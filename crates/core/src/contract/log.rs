//! The Transaction Log contract (spec §4.2, §6)

use crate::error::Result;
use crate::key::KeyBound;
use crate::state::TxnState;
use crate::timestamp::{PersistentRef, Tid, Timestamp};
use serde::{Deserialize, Serialize};
use std::fmt;

/// Log sequence identifier.
///
/// SIDs impose a total replay order that respects the program order of each
/// transaction's operations (spec §4.2). Every successfully appended record
/// is assigned one, and `append*` returns it as the durability witness.
#[derive(
    Debug, Clone, Copy, PartialEq, Eq, PartialOrd, Ord, Hash, Serialize, Deserialize, Default,
)]
pub struct Sid(u64);

impl Sid {
    /// The sequence id before any record has been appended.
    pub const ZERO: Sid = Sid(0);

    /// Wrap a raw sequence number (used when decoding a record from disk).
    pub const fn new(value: u64) -> Self {
        Sid(value)
    }

    /// The raw integer value.
    pub const fn get(self) -> u64 {
        self.0
    }

    /// The next sequence id after this one.
    pub fn next(self) -> Self {
        Sid(self.0 + 1)
    }
}

impl fmt::Display for Sid {
    fn fmt(&self, f: &mut fmt::Formatter<'_>) -> fmt::Result {
        write!(f, "{}", self.0)
    }
}

/// The body of a single durable log record (spec §4.2, §6).
#[derive(Debug, Clone, PartialEq, Eq, Serialize, Deserialize)]
pub enum LogRecordBody<K> {
    /// The transaction moved to a new state.
    StateTransition {
        /// The new state.
        state: TxnState,
    },
    /// The transaction observed `version` of `key` (an `afterGet` hook).
    Get {
        /// The key read.
        key: K,
        /// The version chosen by the KV store.
        version: Timestamp,
    },
    /// The transaction buffered a write to `key`.
    Put {
        /// The key written.
        key: K,
    },
    /// The transaction buffered a delete of `key`.
    Delete {
        /// The key deleted.
        key: K,
    },
    /// XA extension: the transaction joined a distributed transaction under
    /// persistent child reference `pid` (spec §4.6).
    Joined {
        /// The persistent child reference acquired from the Shared TSM.
        pid: PersistentRef,
    },
}

/// A single durable record, replayed from the log in SID order.
#[derive(Debug, Clone, PartialEq, Eq, Serialize, Deserialize)]
pub struct LogRecord<K> {
    /// This record's position in the total replay order.
    pub sid: Sid,
    /// The transaction this record belongs to.
    pub tid: Tid,
    /// The record payload.
    pub body: LogRecordBody<K>,
}

/// Append-only, durable, per-group record of transaction state transitions
/// and operations (spec §4.2).
///
/// `append*` methods durably write before returning; the returned [`Sid`] is
/// the durability witness (spec §4.2: "durable before return").
pub trait TransactionLog<K: KeyBound>: Send + Sync {
    /// Append a `STATE_TRANSITION` record.
    fn append_state_transition(&mut self, tid: Tid, state: TxnState) -> Result<Sid>;

    /// Append a `GET` record.
    fn append_get(&mut self, tid: Tid, key: K, version: Timestamp) -> Result<Sid>;

    /// Append a `PUT` record.
    fn append_put(&mut self, tid: Tid, key: K) -> Result<Sid>;

    /// Append a `DELETE` record.
    fn append_delete(&mut self, tid: Tid, key: K) -> Result<Sid>;

    /// Append a `JOINED` record (XA extension, spec §4.6).
    fn append_joined(&mut self, tid: Tid, pid: PersistentRef) -> Result<Sid>;

    /// Physically discard all records with `sid <= sid` (spec §4.2).
    ///
    /// Called by GC once a contiguous prefix of the TID order has been
    /// deleted (spec §4.4).
    fn truncate(&mut self, sid: Sid) -> Result<()>;

    /// A lazy, ordered sequence of all surviving records, oldest first
    /// (spec §4.2).
    fn recover(&self) -> Result<Box<dyn Iterator<Item = Result<LogRecord<K>>> + '_>>;
}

### YOUR TASK:
What lines above hold the word "LogRecordBody"? List them all.

### WRITTEN ANSWER:
pub enum LogRecordBody<K> {
    pub body: LogRecordBody<K>,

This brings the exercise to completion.